第1章 言い伝え~3族同盟
「おおお、ありがてえ」
ブロウがさっそく食べようとしたが、慌ててジェラードが止める
「待ってくれ。呼びたい人がいるんだ。そこで座っといてくれ。」
「お、おう」
また、扉を開け海中に入っていった。
「サモロア、ジェラードはだれを呼びに行ったんだ?」
「たぶん、長老じゃねえかな」
「ブロウ、失礼のないようにな」
「誰に言ってんだ、アルフレード。おれほどマナーにうるさいやつなんていねえよ」
「だといいが。あと、サモロア聞きたい事があるんだが。」
「ん?なんだ?」
「俺らが来るのをジェラードは知ってたがお前は知らなかったのか?」
「あー。なんか聞いたことがあるようなないようなー。

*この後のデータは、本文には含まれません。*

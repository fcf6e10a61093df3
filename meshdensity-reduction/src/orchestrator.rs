//! Analyze, decide, reduce, re-measure

use crate::config::ReductionConfig;
use crate::strategy::{ReductionStrategy, StrategySelector};
use meshdensity_analysis::{compute_metrics, round_to, DensityAssessment, DensityClassifier, GeometryMetrics};
use meshdensity_core::{Result, TriangleMesh};
use meshdensity_simplification::{QemDecimator, VoxelReducer};
use rayon::prelude::*;
use serde::{Deserialize, Serialize};
use std::borrow::Cow;
use tracing::{info, warn};

/// Outcome of one reduction request.
#[derive(Debug, Clone, Copy, PartialEq, Serialize, Deserialize)]
pub struct ReductionResult {
    pub original_metrics: GeometryMetrics,
    /// Equal to `original_metrics` when nothing was reduced
    pub reduced_metrics: GeometryMetrics,
    pub strategy_used: ReductionStrategy,
    pub was_reduced: bool,
    /// `100 * (n_original - n_reduced) / n_original`
    pub reduction_percentage: f64,
    /// QEM ran out of valid collapses above its target
    pub halted_early: bool,
}

impl ReductionResult {
    fn unchanged(metrics: GeometryMetrics) -> Self {
        Self {
            original_metrics: metrics,
            reduced_metrics: metrics,
            strategy_used: ReductionStrategy::Skip,
            was_reduced: false,
            reduction_percentage: 0.0,
            halted_early: false,
        }
    }

    pub fn reduced_count(&self) -> usize {
        self.reduced_metrics.triangle_count
    }

    pub fn new_density(&self) -> f64 {
        self.reduced_metrics.density
    }

    /// `reduce-auto` report rows.
    pub fn report_lines(&self) -> Vec<(&'static str, String)> {
        vec![
            ("was_reduced", self.was_reduced.to_string()),
            ("reduced_count", self.reduced_count().to_string()),
            ("reduction_percentage", round_to(self.reduction_percentage, 2).to_string()),
            ("new_density", round_to(self.new_density(), 4).to_string()),
            ("strategy", self.strategy_used.to_string()),
        ]
    }
}

/// A reduced mesh together with its [`ReductionResult`].
///
/// When nothing was reduced `mesh` borrows the caller's input untouched.
#[derive(Debug, Clone, PartialEq)]
pub struct Reduction<'a> {
    pub mesh: Cow<'a, TriangleMesh>,
    pub result: ReductionResult,
}

impl Reduction<'_> {
    pub fn into_mesh(self) -> TriangleMesh {
        self.mesh.into_owned()
    }
}

/// Drives metrics → classification → strategy → reduction → metrics.
///
/// Holds only configuration, so one orchestrator can serve any number of
/// meshes, concurrently if needed.
#[derive(Debug, Clone, Copy, PartialEq)]
pub struct ReductionOrchestrator {
    config: ReductionConfig,
    classifier: DensityClassifier,
    selector: StrategySelector,
}

impl Default for ReductionOrchestrator {
    fn default() -> Self {
        let config = ReductionConfig::default();
        Self {
            config,
            classifier: DensityClassifier::default(),
            selector: StrategySelector::from_config(&config),
        }
    }
}

impl ReductionOrchestrator {
    /// Orchestrator with the default thresholds, ratios and aggressiveness.
    pub fn new() -> Self {
        Self::default()
    }

    /// # Errors
    /// [`meshdensity_core::Error::InvalidConfig`] if `config` does not validate.
    pub fn with_config(config: ReductionConfig) -> Result<Self> {
        config.validate()?;
        Ok(Self {
            config,
            classifier: DensityClassifier::new(config.thresholds)?,
            selector: StrategySelector::from_config(&config),
        })
    }

    pub fn config(&self) -> &ReductionConfig {
        &self.config
    }

    /// Measure `mesh` and assess its density tier.
    pub fn assess(&self, mesh: &TriangleMesh) -> Result<(GeometryMetrics, DensityAssessment)> {
        let metrics = compute_metrics(mesh)?;
        Ok((metrics, self.classifier.assess(&metrics)))
    }

    /// Reduce `mesh` by the amount its density tier calls for.
    ///
    /// Meshes at or below the moderate threshold come back borrowed and
    /// unchanged. Errors from measuring or decimating are returned as is, as
    /// in [`reduce_with`](Self::reduce_with).
    #[tracing::instrument(skip_all, fields(faces = mesh.face_count(), vertices = mesh.vertex_count()))]
    pub fn adaptive_reduce<'a>(&self, mesh: &'a TriangleMesh) -> Result<Reduction<'a>> {
        let (metrics, assessment) = self.assess(mesh)?;
        let strategy = self.selector.select(assessment.tier);
        info!(tier = %assessment.tier, density = metrics.density, %strategy, "{}", assessment);
        self.apply(mesh, metrics, strategy)
    }

    /// Reduce `mesh` with a caller chosen strategy, bypassing classification.
    ///
    /// The reduced mesh is measured again before it is returned. If that
    /// measurement fails, for example when coarse voxel cells leave no faces,
    /// the error describes the reduced mesh and the mesh itself is dropped.
    /// Use [`VoxelReducer`] or [`QemDecimator`] directly to keep such output.
    ///
    /// # Errors
    /// - [`meshdensity_core::Error::DegenerateMesh`] if the input or the reduced mesh encloses no volume
    /// - [`meshdensity_core::Error::InvalidParameter`] for strategy parameters out of range
    /// - [`meshdensity_core::Error::InsufficientGeometry`] if QEM gets fewer than four vertices
    #[tracing::instrument(skip_all, fields(faces = mesh.face_count(), strategy = %strategy))]
    pub fn reduce_with<'a>(&self, mesh: &'a TriangleMesh, strategy: ReductionStrategy) -> Result<Reduction<'a>> {
        let metrics = compute_metrics(mesh)?;
        self.apply(mesh, metrics, strategy)
    }

    /// Run [`adaptive_reduce`](Self::adaptive_reduce) on independent meshes in
    /// parallel. Results keep the input order.
    pub fn adaptive_reduce_batch<'a>(&self, meshes: &'a [TriangleMesh]) -> Vec<Result<Reduction<'a>>> {
        meshes.par_iter().map(|mesh| self.adaptive_reduce(mesh)).collect()
    }

    fn apply<'a>(
        &self,
        mesh: &'a TriangleMesh,
        original: GeometryMetrics,
        strategy: ReductionStrategy,
    ) -> Result<Reduction<'a>> {
        let (reduced_mesh, halted_early) = match strategy {
            ReductionStrategy::Skip => {
                info!(triangles = original.triangle_count, "No reduction needed");
                return Ok(Reduction {
                    mesh: Cow::Borrowed(mesh),
                    result: ReductionResult::unchanged(original),
                });
            }
            ReductionStrategy::Qem {
                target_ratio,
                aggressiveness,
                ..
            } => {
                let decimation = QemDecimator::new(target_ratio, aggressiveness)
                    .with_preserve_boundary(self.config.preserve_boundary)
                    .decimate(mesh)?;
                (decimation.mesh, decimation.halted_early)
            }
            ReductionStrategy::Voxel { cell_size } => {
                warn!(cell_size, "Voxel clustering is experimental; geometry preservation is not guaranteed");
                (VoxelReducer::new(cell_size).reduce(mesh)?, false)
            }
        };

        let reduced = compute_metrics(&reduced_mesh)?;
        let removed = original.triangle_count.saturating_sub(reduced.triangle_count);
        let reduction_percentage = 100.0 * removed as f64 / original.triangle_count as f64;
        info!(
            before = original.triangle_count,
            after = reduced.triangle_count,
            reduction_percentage,
            new_density = reduced.density,
            "Reduction complete"
        );

        Ok(Reduction {
            mesh: Cow::Owned(reduced_mesh),
            result: ReductionResult {
                original_metrics: original,
                reduced_metrics: reduced,
                strategy_used: strategy,
                was_reduced: true,
                reduction_percentage,
                halted_early,
            },
        })
    }
}

#[cfg(test)]
mod tests {
    use super::*;
    use meshdensity_core::primitives::{cuboid, icosphere};
    use meshdensity_core::Error;

    #[test]
    fn test_with_config_validates() {
        let config = ReductionConfig::default().with_aggressiveness(-1.0);
        assert!(matches!(
            ReductionOrchestrator::with_config(config),
            Err(Error::InvalidConfig(_))
        ));
    }

    #[test]
    fn test_skip_borrows_input() {
        let mesh = cuboid([10.0, 10.0, 10.0], 2);
        let reduction = ReductionOrchestrator::new().adaptive_reduce(&mesh).unwrap();
        assert!(matches!(reduction.mesh, Cow::Borrowed(_)));
        assert!(!reduction.result.was_reduced);
        assert_eq!(reduction.result.strategy_used, ReductionStrategy::Skip);
        assert_eq!(reduction.result.original_metrics, reduction.result.reduced_metrics);
        assert_eq!(reduction.result.reduction_percentage, 0.0);
    }

    #[test]
    fn test_explicit_skip_on_dense_mesh() {
        let mesh = icosphere(2.0, 3);
        let reduction = ReductionOrchestrator::new()
            .reduce_with(&mesh, ReductionStrategy::Skip)
            .unwrap();
        assert!(!reduction.result.was_reduced);
        assert_eq!(reduction.into_mesh(), mesh);
    }

    #[test]
    fn test_degenerate_reduction_reports_reduced_mesh() {
        // One cell swallows the whole sphere, leaving no faces to measure
        let mesh = icosphere(1.0, 2);
        let err = ReductionOrchestrator::new()
            .reduce_with(&mesh, ReductionStrategy::Voxel { cell_size: 100.0 })
            .unwrap_err();
        assert!(matches!(err, Error::DegenerateMesh { .. }));
        let summary = err.mesh_summary().unwrap();
        assert_eq!(summary.triangles, 0);
        assert_ne!(summary, mesh.summary());
    }

    #[test]
    fn test_report_lines() {
        let mesh = icosphere(1.5, 3);
        let reduction = ReductionOrchestrator::new().adaptive_reduce(&mesh).unwrap();
        let lines = reduction.result.report_lines();
        let keys: Vec<&str> = lines.iter().map(|(k, _)| *k).collect();
        assert_eq!(
            keys,
            ["was_reduced", "reduced_count", "reduction_percentage", "new_density", "strategy"]
        );
        assert_eq!(lines[0].1, "true");
        assert_eq!(lines[1].1, reduction.mesh.face_count().to_string());
        assert_eq!(lines[4].1, "Aggressive QEM (70% reduction)");
    }

    #[test]
    fn test_custom_thresholds_change_tier() {
        // A coarse sphere is LOW by default but HIGH under these thresholds
        let mesh = icosphere(10.0, 2);
        let config = ReductionConfig::default().with_thresholds(meshdensity_analysis::DensityThresholds {
            low: 0.01,
            moderate: 0.02,
            moderate_high: 0.05,
            high: 1.0,
        });
        let orchestrator = ReductionOrchestrator::with_config(config).unwrap();
        let reduction = orchestrator.adaptive_reduce(&mesh).unwrap();
        assert_eq!(
            reduction.result.strategy_used,
            ReductionStrategy::Qem {
                target_ratio: 0.5,
                aggressiveness: 7.0,
                tier: Some(meshdensity_analysis::DensityTier::High),
            }
        );
        assert_eq!(reduction.result.reduced_count(), 160);
    }
}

」
「なんだ、ただの度忘れか」
「たぶんな。あんまり興味なかったしなー」
「まじかよ。」
「まあよくわかんねえのに攻撃してこようとしてたぐらいだしな」
「たしかに」
ぎいぃ
扉が開く音がした。3人は会話を止め振り返るとジェラードが入ってくる。
扉を抑えつつ誰かを中に導いてきた。
「これはこれは、わざわざここまで来てくれたのか。ありがとう。龍の一族の者よ」
「私の名はジェンキンス。一族の長老を務めている者だ。」
髪は長く後ろで三つ編みに、服はジェラードやサモロアとは違った高貴そうなものを羽織っている。歳はいくつだろうか。一戦は引いているのは確実だろう。しかし、その眼は一切の油断を許さない。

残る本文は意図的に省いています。